Salah satu unsur penting bagi guru PAK untuk meningkatkan kualitas dan kompetensi
pembelajaran yang direncanakan dan dikelolanya ialah pemahaman tentang konsep atau teori
belajar. Kalau guru memahami bagaimana individu dapat belajar secara lebih efektif, maka ia
dapat membantu peserta didiknya mengalami kegiatan belajar dengan hasil optimal. Kalau guru
hanya menguasai bahan pengajarannya namun kurang mengerti cara efektif anak didik belajar,
maka hasil kegiatan yang dikelolanya tentu bisa kurang memuaskan. Untuk tujuan itu, guru perlu
terus belajar dari berbagai teori belajar, dan meninjau secara kritis dan konstruktif manfaatnya
dalam pembelajaran PAK. Dalam kesempatan ini diperbincangkan sebuah teori pembelajaran aktif
dari Dave Meier
Tentang belajar aktif
Belajar aktif itu apa? Apakah ada kegiatan belajar tidak aktif atau pasif? Sebenarnya semua
kegiatan belajar merupakan kegiatan aktif. Tetapi mungkin saja di kelas seringkali ketika
mengajar, guru hanya berbicara, bercerita, dan muridnya mendengar dan mencatat. Komunikasi
satu arah yang terjadi. Guru PAK seringkali bahkan bertindak seperti pengkotbah yang
menyampaikan firman Tuhan di jemaat pada ibadah hari minggu. Pendeta atau pengkotbath
membacakan firman Tuhan lalu menguraikannya kepada jemaat. Jemaat dalam kondisi itu hanya
sebagai penerima, yang merenung dan mencermati serta mengolah pesan yang didengar bagi
dirinya sendiri. Tidak terlihat apa yang terjadi dalam diri warga jemaat itu. Tetapi kegiatan itu pun
masih dapat dikatakan aktif, setidaknya dalam diri warga jemaat itu sendiri! Kecuali bila anggota
jemaat tertidur. Sebab tidak sedikit juga kegiatan kotbah yang justru membuat jemaat pulas
tertidur.
Kegiatan belajar PAK di sekolah harusnya tidak demikian. Tidak membuat murid tertidur.

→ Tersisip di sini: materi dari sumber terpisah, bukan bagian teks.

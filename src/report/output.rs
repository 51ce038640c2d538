//! Writing figures and JSON artifacts to the output directory.
//!
//! Figures are drawn with the plotters SVG backend into memory and
//! converted to PDF before anything touches the disk.

use super::chart::Figure;
use super::draw::draw_figure;
use crate::error::RenderError;
use plotters::prelude::*;
use serde::Serialize;
use std::fs;
use std::path::{Path, PathBuf};
use std::sync::{Arc, OnceLock};
use tracing::{debug, info};

/// Destination of all files produced by one run.
///
/// The directory is explicit configuration; every save fails with
/// [`RenderError::OutputDirNotConfigured`] while it is unset.
#[derive(Debug, Default)]
pub struct FigureWriter {
    output_dir: Option<PathBuf>,
    written: Vec<PathBuf>,
}

impl FigureWriter {
    pub fn new(output_dir: Option<PathBuf>) -> Self {
        Self {
            output_dir,
            written: Vec::new(),
        }
    }

    pub fn output_dir(&self) -> Option<&Path> {
        self.output_dir.as_deref()
    }

    /// Files written so far, in order.
    pub fn written(&self) -> &[PathBuf] {
        &self.written
    }

    /// Path of `file_name` inside the output directory, creating the directory.
    fn prepare(&self, file_name: &str) -> Result<PathBuf, RenderError> {
        let dir = self
            .output_dir
            .as_ref()
            .ok_or(RenderError::OutputDirNotConfigured)?;

        fs::create_dir_all(dir).map_err(|source| RenderError::CreateDir {
            path: dir.clone(),
            source,
        })?;

        Ok(dir.join(file_name))
    }

    fn write(&mut self, path: PathBuf, content: &[u8]) -> Result<PathBuf, RenderError> {
        fs::write(&path, content).map_err(|source| RenderError::Write {
            path: path.clone(),
            source,
        })?;
        self.written.push(path.clone());
        Ok(path)
    }

    /// Render `figure` and save it as `{name}.pdf`.
    pub fn save(&mut self, figure: &Figure) -> Result<PathBuf, RenderError> {
        let path = self.prepare(&format!("{}.pdf", figure.name))?;

        let mut svg = String::new();
        {
            let root = SVGBackend::with_string(&mut svg, figure.size).into_drawing_area();
            draw_figure(&root, figure)?;
            root.present().map_err(|e| RenderError::Drawing {
                figure: figure.name.clone(),
                message: e.to_string(),
            })?;
        }

        let pdf = svg_to_pdf(&figure.name, &svg)?;
        let path = self.write(path, &pdf)?;
        info!("Saved figure {}", path.display());
        Ok(path)
    }

    /// Serialize `value` as pretty JSON into `{name}.json`.
    pub fn write_json<T: Serialize>(&mut self, name: &str, value: &T) -> Result<PathBuf, RenderError> {
        let path = self.prepare(&format!("{}.json", name))?;
        let content = serde_json::to_string_pretty(value).map_err(|source| RenderError::Serialize {
            name: name.to_string(),
            source,
        })?;

        let path = self.write(path, content.as_bytes())?;
        debug!("Wrote {}", path.display());
        Ok(path)
    }
}

/// System fonts, loaded on first use.
fn fonts() -> Arc<usvg::fontdb::Database> {
    static FONTS: OnceLock<Arc<usvg::fontdb::Database>> = OnceLock::new();
    FONTS
        .get_or_init(|| {
            let mut db = usvg::fontdb::Database::new();
            db.load_system_fonts();
            debug!("Loaded {} font faces", db.len());
            Arc::new(db)
        })
        .clone()
}

/// Convert a rendered SVG document of `figure` into a one-page PDF.
pub fn svg_to_pdf(figure: &str, svg: &str) -> Result<Vec<u8>, RenderError> {
    let failed = |message: String| RenderError::Pdf {
        figure: figure.to_string(),
        message,
    };

    let mut options = usvg::Options::default();
    options.fontdb = fonts();
    let tree = usvg::Tree::from_str(svg, &options).map_err(|e| failed(e.to_string()))?;

    svg2pdf::to_pdf(
        &tree,
        svg2pdf::ConversionOptions::default(),
        svg2pdf::PageOptions::default(),
    )
    .map_err(|e| failed(e.to_string()))
}

#[cfg(test)]
mod tests {
    use super::*;
    use crate::report::chart::{Legend, Marker, Rgb};
    use tempfile::TempDir;

    fn legend_figure() -> Figure {
        Figure::legend(
            "figure4_example",
            Legend::swatches(&["uncompressed"], &[Rgb::SILVER], Marker::Rect),
        )
    }

    #[test]
    fn test_save_without_output_dir_fails() {
        let mut writer = FigureWriter::new(None);
        let result = writer.save(&legend_figure());

        assert!(matches!(result, Err(RenderError::OutputDirNotConfigured)));
        assert!(writer.written().is_empty());
        assert!(writer.output_dir().is_none());
    }

    #[test]
    fn test_save_writes_pdf() {
        let temp_dir = TempDir::new().unwrap();
        let out = temp_dir.path().join("nested").join("out");
        let mut writer = FigureWriter::new(Some(out.clone()));

        let path = writer.save(&legend_figure()).unwrap();

        assert_eq!(path, out.join("figure4_example_legend.pdf"));
        let content = fs::read(&path).unwrap();
        assert!(content.starts_with(b"%PDF"));
        assert_eq!(writer.written(), &[path]);
    }

    #[test]
    fn test_svg_to_pdf() {
        let svg = r#"<svg xmlns="http://www.w3.org/2000/svg" width="40" height="20"><rect width="40" height="20" fill="red"/></svg>"#;
        let pdf = svg_to_pdf("rect", svg).unwrap();
        assert!(pdf.starts_with(b"%PDF"));

        assert!(matches!(
            svg_to_pdf("broken", "<svg"),
            Err(RenderError::Pdf { .. })
        ));
    }

    #[test]
    fn test_write_json() {
        let temp_dir = TempDir::new().unwrap();
        let mut writer = FigureWriter::new(Some(temp_dir.path().to_path_buf()));

        let path = writer.write_json("table", &vec![1, 2, 3]).unwrap();

        let parsed: Vec<u32> = serde_json::from_str(&fs::read_to_string(path).unwrap()).unwrap();
        assert_eq!(parsed, vec![1, 2, 3]);
    }

    #[test]
    fn test_failed_drawing_writes_nothing() {
        let temp_dir = TempDir::new().unwrap();
        let mut writer = FigureWriter::new(Some(temp_dir.path().to_path_buf()));

        let result = writer.save(&Figure::new("empty", (100, 100), (1, 1)));

        assert!(matches!(result, Err(RenderError::EmptyFigure(_))));
        assert!(!temp_dir.path().join("empty.pdf").exists());
    }
}
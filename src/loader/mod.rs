//! Measurement loading.
//!
//! This module reads the per-repetition measurement files of an experiment,
//! applies the experiment's row filters and derivations and hands a single
//! combined table to the aggregator.

pub mod micro;
pub mod ssb;
pub mod tsv;

pub use tsv::TsvSource;

use crate::error::LoadError;
use crate::models::{Table, Value};
use std::path::{Path, PathBuf};
use tracing::{debug, warn};

/// Path of repetition `rep` (1-based) of `experiment` inside `dir`.
pub fn repetition_path(dir: &Path, experiment: &str, rep: usize) -> PathBuf {
    dir.join(format!("{}_{}.csv", experiment, rep))
}

/// Load `repetitions` files of `experiment` and concatenate them.
///
/// `prepare` runs on every file before concatenation and carries the
/// experiment-specific filters and derivations. A missing file or a failing
/// derivation aborts the whole load.
pub fn load_repetitions(
    dir: &Path,
    experiment: &str,
    repetitions: usize,
    source: &TsvSource,
    mut prepare: impl FnMut(Table) -> Result<Table, LoadError>,
) -> Result<Table, LoadError> {
    if repetitions == 0 {
        return Err(LoadError::NoRepetitions(experiment.to_string()));
    }

    let mut tables = Vec::with_capacity(repetitions);
    for rep in 1..=repetitions {
        let table = prepare(source.read(&repetition_path(dir, experiment, rep))?)?;
        if table.is_empty() {
            warn!("Repetition {} of {} has no rows left after filtering", rep, experiment);
        }
        tables.push(table);
    }

    let combined = Table::concat(tables);
    debug!(
        "Loaded {} rows over {} repetitions of {}",
        combined.len(),
        repetitions,
        experiment
    );
    Ok(combined)
}

/// Map a categorical value through a fixed lookup; unmapped values fail.
pub fn map_category(column: &str, value: &str, lookup: &[(&str, &str)]) -> Result<Value, LoadError> {
    lookup
        .iter()
        .find(|(from, _)| *from == value)
        .map(|(_, to)| Value::from(*to))
        .ok_or_else(|| LoadError::UnmappedCategory {
            column: column.to_string(),
            value: value.to_string(),
        })
}

/// Read `column` as a whole-number index (e.g. dataset or setting ids).
pub fn index_value(record: &crate::models::Record, column: &str) -> Result<i64, LoadError> {
    let value = record.number(column)?;
    if value.fract() != 0.0 || !value.is_finite() {
        return Err(LoadError::NotAnIndex {
            column: column.to_string(),
            value,
        });
    }
    Ok(value as i64)
}

/// Read `column` as a non-negative count (value counts, bit widths).
pub fn count_value(record: &crate::models::Record, column: &str) -> Result<u64, LoadError> {
    let index = index_value(record, column)?;
    u64::try_from(index).map_err(|_| LoadError::NotAnIndex {
        column: column.to_string(),
        value: index as f64,
    })
}
// src/emulator/mod.rs

//! The emulated-operation invocation point.
//!
//! An invocation resolves the operation identifier, checks the register,
//! unrolls the oracle into a table, certifies the table and only then lets
//! the backend move amplitudes. Every failure is reported before the
//! backend is mutated.

mod config;

pub use config::EmulatorConfig;

use crate::core::{EmulationError, QubitId};
use crate::oracles::OracleFunction;
use crate::permutation::{build_permutation_table_bounded, PermutationTable};
use crate::registry::{OracleEntry, OracleRegistry};
use crate::validation::check_permutation;
use std::borrow::Cow;
use std::collections::hash_map::Entry;
use std::collections::HashMap;

/// The boundary the emulator needs from a simulation engine.
pub trait PermutationBackend {
    /// Fails unless every qubit is live and no qubit appears twice.
    /// `label` names the register in error messages.
    fn check_qubits(&self, qubits: &[QubitId], label: &str) -> Result<(), EmulationError>;

    /// Applies `table` to the register `qubits` in place. Register bit `j`
    /// is `qubits[j]`; the table width must equal `qubits.len()`.
    fn permute_basis(&mut self, qubits: &[QubitId], table: &PermutationTable) -> Result<(), EmulationError>;

    /// Applies the inverse of `table` to the register `qubits` in place.
    fn adj_permute_basis(&mut self, qubits: &[QubitId], table: &PermutationTable) -> Result<(), EmulationError>;
}

#[derive(Debug, Clone, PartialEq, Eq, Hash)]
struct TableKey {
    operation_id: String,
    parameter: u64,
    nx: usize,
    ny: usize,
}

/// Runs registered oracles against a [`PermutationBackend`].
///
/// ```
/// use qoracle::{DecorationOracle, OracleEmulator, OracleRegistry, QubitId, SimulationEngine};
/// use std::collections::HashSet;
///
/// let mut registry = OracleRegistry::new();
/// registry.register("decorations", DecorationOracle);
///
/// // one-layer tree: a single input qubit and the accumulator
/// let qubits: HashSet<QubitId> = [QubitId(0), QubitId(1)].into_iter().collect();
/// let mut engine = SimulationEngine::init(&qubits).unwrap();
/// engine.flip(QubitId(0)).unwrap(); // decorate the only branch
///
/// let mut emulator = OracleEmulator::new(&registry);
/// emulator
///     .invoke(&mut engine, "decorations", 1, &[QubitId(0)], QubitId(1), false)
///     .unwrap();
///
/// // |x=1, y=0> became |x=1, y=1>
/// assert_eq!(engine.state().vector()[0b11].re, 1.0);
/// ```
#[derive(Debug)]
pub struct OracleEmulator<'r> {
    registry: &'r OracleRegistry,
    config: EmulatorConfig,
    cache: HashMap<TableKey, PermutationTable>,
}

impl<'r> OracleEmulator<'r> {
    /// Creates an emulator over `registry` with the default configuration.
    pub fn new(registry: &'r OracleRegistry) -> Self {
        Self::with_config(registry, EmulatorConfig::default())
    }

    pub fn with_config(registry: &'r OracleRegistry, config: EmulatorConfig) -> Self {
        Self {
            registry,
            config,
            cache: HashMap::new(),
        }
    }

    pub fn config(&self) -> &EmulatorConfig {
        &self.config
    }

    /// Number of tables currently held by the cache.
    pub fn cached_tables(&self) -> usize {
        self.cache.len()
    }

    /// Invokes `operation_id` on the input register `inputs` with the single
    /// accumulator qubit `accumulator`.
    pub fn invoke<B>(
        &mut self,
        backend: &mut B,
        operation_id: &str,
        parameter: u64,
        inputs: &[QubitId],
        accumulator: QubitId,
        inverse: bool,
    ) -> Result<(), EmulationError>
    where
        B: PermutationBackend + ?Sized,
    {
        self.invoke_register(backend, operation_id, parameter, inputs, &[accumulator], inverse)
    }

    /// Invokes `operation_id` with an accumulator register of any width.
    pub fn invoke_register<B>(
        &mut self,
        backend: &mut B,
        operation_id: &str,
        parameter: u64,
        inputs: &[QubitId],
        accumulators: &[QubitId],
        inverse: bool,
    ) -> Result<(), EmulationError>
    where
        B: PermutationBackend + ?Sized,
    {
        let _span = tracing::debug_span!("emulated_oracle", operation_id, parameter, inverse).entered();

        let registry = self.registry;
        let entry = registry.resolve(operation_id)?;
        let register = check_register(backend, inputs, accumulators)?;
        let table = self.table_for(entry, operation_id, parameter, inputs.len(), accumulators.len())?;
        apply_table(backend, &register, &table, inverse)
    }

    /// Produces a certified table for one invocation.
    fn table_for<'s>(
        &'s mut self,
        entry: &'s OracleEntry,
        operation_id: &str,
        parameter: u64,
        nx: usize,
        ny: usize,
    ) -> Result<Cow<'s, PermutationTable>, EmulationError> {
        let oracle = match entry {
            OracleEntry::Table(table) => {
                if table.width() != nx + ny {
                    return Err(EmulationError::ContractViolation {
                        message: format!(
                            "Operation '{}' is registered with a width-{} table but was invoked on {} + {} qubits",
                            operation_id,
                            table.width(),
                            nx,
                            ny
                        ),
                    });
                }
                check_permutation(table)?;
                return Ok(Cow::Borrowed(table));
            }
            OracleEntry::Function(oracle) => oracle,
        };

        if !self.config.cache_tables {
            let table = certified_table(oracle.as_ref(), parameter, nx, ny, &self.config)?;
            return Ok(Cow::Owned(table));
        }

        let key = TableKey {
            operation_id: operation_id.to_string(),
            parameter,
            nx,
            ny,
        };
        match self.cache.entry(key) {
            Entry::Occupied(cached) => {
                tracing::trace!("table cache hit");
                Ok(Cow::Borrowed(cached.into_mut()))
            }
            Entry::Vacant(slot) => {
                let table = certified_table(oracle.as_ref(), parameter, nx, ny, &self.config)?;
                tracing::trace!("table cache miss");
                Ok(Cow::Borrowed(slot.insert(table)))
            }
        }
    }
}

/// Builds and certifies a table; a non-bijective table never leaves here.
fn certified_table(
    oracle: &dyn OracleFunction,
    parameter: u64,
    nx: usize,
    ny: usize,
    config: &EmulatorConfig,
) -> Result<PermutationTable, EmulationError> {
    let table = build_permutation_table_bounded(oracle, parameter, nx, ny, config.max_register_width)?;
    check_permutation(&table)?;
    tracing::debug!(nx, ny, entries = table.len(), "built permutation table");
    Ok(table)
}

/// Checks both registers and returns the joint register `inputs ++ accumulators`.
fn check_register<B>(backend: &B, inputs: &[QubitId], accumulators: &[QubitId]) -> Result<Vec<QubitId>, EmulationError>
where
    B: PermutationBackend + ?Sized,
{
    backend.check_qubits(inputs, "x")?;
    backend.check_qubits(accumulators, "y")?;
    let register: Vec<QubitId> = inputs.iter().chain(accumulators).copied().collect();
    backend.check_qubits(&register, "x ++ y")?;
    Ok(register)
}

fn apply_table<B>(backend: &mut B, register: &[QubitId], table: &PermutationTable, inverse: bool) -> Result<(), EmulationError>
where
    B: PermutationBackend + ?Sized,
{
    if inverse {
        backend.adj_permute_basis(register, table)?;
    } else {
        backend.permute_basis(register, table)?;
    }
    tracing::debug!(qubits = register.len(), inverse, "applied permutation");
    Ok(())
}

/// Emulates `oracle` directly, without a registry or cache.
///
/// Applies `(x, y) -> (x, oracle(parameter, x, y))` to the register
/// `inputs ++ accumulators`, or its inverse.
pub fn apply_oracle<B>(
    backend: &mut B,
    oracle: &dyn OracleFunction,
    parameter: u64,
    inputs: &[QubitId],
    accumulators: &[QubitId],
    inverse: bool,
    config: &EmulatorConfig,
) -> Result<(), EmulationError>
where
    B: PermutationBackend + ?Sized,
{
    let register = check_register(backend, inputs, accumulators)?;
    let table = certified_table(oracle, parameter, inputs.len(), accumulators.len(), config)?;
    apply_table(backend, &register, &table, inverse)
}
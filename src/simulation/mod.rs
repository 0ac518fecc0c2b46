// src/simulation/mod.rs

//! Runs [`Circuit`]s of basis permutations and emulated oracles.
//! This module contains the `Simulator` entry point and the
//! `SimulationEngine` that owns the amplitude store.

mod engine;
mod results;

pub use engine::SimulationEngine;
pub use results::SimulationResult;

use crate::circuits::Circuit;
use crate::core::EmulationError;
use crate::emulator::{EmulatorConfig, OracleEmulator, PermutationBackend};
use crate::operations::Operation;
use crate::registry::OracleRegistry;
use crate::validation::check_permutation;

/// Executes circuits against a [`SimulationEngine`], resolving emulated
/// oracles through an [`OracleRegistry`].
#[derive(Debug, Default, Clone, Copy)]
pub struct Simulator {
    config: EmulatorConfig,
}

impl Simulator {
    /// Creates a new Simulator with default settings.
    pub fn new() -> Self {
        Self::default()
    }

    pub fn with_config(config: EmulatorConfig) -> Self {
        Self { config }
    }

    pub fn config(&self) -> &EmulatorConfig {
        &self.config
    }

    /// Runs `circuit` from `|0...0⟩` over exactly the qubits it involves.
    ///
    /// # Returns
    /// * `Ok(SimulationResult)` holding the final state, or an empty result
    ///   when the circuit touches no qubits.
    /// * `Err(EmulationError)` from the first operation that fails.
    pub fn run(&self, circuit: &Circuit, registry: &OracleRegistry) -> Result<SimulationResult, EmulationError> {
        if circuit.qubits().is_empty() {
            return Ok(SimulationResult::new());
        }
        let mut engine = SimulationEngine::init(circuit.qubits())?;
        self.run_on(&mut engine, circuit, registry)
    }

    /// Runs `circuit` on an existing engine, e.g. one built with
    /// [`SimulationEngine::with_state`].
    ///
    /// Each operation is all-or-nothing. When one fails, the operations
    /// before it stay applied and the engine is left in that state.
    pub fn run_on(
        &self,
        engine: &mut SimulationEngine,
        circuit: &Circuit,
        registry: &OracleRegistry,
    ) -> Result<SimulationResult, EmulationError> {
        let _span = tracing::debug_span!("run", operations = circuit.len()).entered();
        let mut emulator = OracleEmulator::with_config(registry, self.config);

        for (step, op) in circuit.operations().iter().enumerate() {
            tracing::trace!(step, ?op, "applying operation");
            match op {
                Operation::Flip { target } => engine.flip(*target)?,
                Operation::Release { target } => engine.release(*target)?,
                Operation::PermuteBasis { targets, table, inverse } => {
                    check_permutation(table)?;
                    if *inverse {
                        engine.adj_permute_basis(targets, table)?;
                    } else {
                        engine.permute_basis(targets, table)?;
                    }
                }
                Operation::EmulatedOracle { operation_id, parameter, inputs, accumulator, inverse } => {
                    emulator.invoke(engine, operation_id, *parameter, inputs, *accumulator, *inverse)?;
                }
            }
        }

        Ok(SimulationResult::from_state(engine.qubit_order(), engine.state().clone()))
    }
}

Seharusnya kegiatan itu membuat siswa aktif, seperti: mendengar dan berbicara, melihat dan
membaca, bahkan melakukan peragaan atau melakukan suatu aktifitas. Diantara guru dan murid
terjadi komunikasi multi arah. Prof. Mohamad Surya mengemukakan pengajaran akan bersifat
efektif jika
(1) berpusat kepada siswa yang aktif, bukan hanya guru;
(2) terjadi interaksi edukatif diantara guru dengan murid;
(3) berkembang suasana demokratis;
(4) metode mengajar bervariasi;
(5) gurunya profesional;
(6) apa yang dipelajari bermakna bagi siswa;
(7) lingkungan belajar kondusif serta
(8) sarana dan prasarana belajar sangat menunjang
Sekarang, pertanyaannya ialah: Kegiatan apa sajakah yang termasuk ke dalam pembelajaran
secara aktif? Mengutip gagasan Paul D. Dierich, Dr Oemar Hamalik mengemukakan delapan
kelompok perbuatan belajar aktif.
1. Kegiatan-kegiatan visual: membaca, melihat gambar-gambar, mengamati eksperimen,
demonstrasi, pameran, mengamati orang lain bekerja, atau bermain.
2. Kegiatan-kegiatan lisan (oral): mengemukakan suatu fakta atau prinsip, menghubungkan suatu
kejadian, mengajukan pertanyaan, memberi saran, mengemukakan pendapat, berwawancara,
diskusi.
3. Kegiatan-kegiatan mendengarkan: mendengarkan penyajian bahan, mendengarkan percakapan
atau diskusi kelompok, mendengarkan suatu permainan instrumen musik, mendengarkan siaran
radio.
4. Kegiatan-kegiatan menulis: menulis cerita, menulis laporan, memeriksa karangan, bahan-bahan
kopi, membuat sketsa, atau rangkuman, mengerjakan tes, mengisi angket.
5. Kegiatan-kegiatan menggambar: menggambar, membuat grafik, diagram, peta, pola.
6. Kegiatan-kegiatan metrik: melakukan percobaan, memilih alat-alat, melaksanakan pameran,
membuat model, menyelenggarakan permainan (simulasi), menari, berkebun.
7. Kegiatan-kegiatan mental: merenungkan, mengingat, memecahkan masalah, menganalisis
faktor-faktor, menemukan hubungan-hubungan, membuat keputusan.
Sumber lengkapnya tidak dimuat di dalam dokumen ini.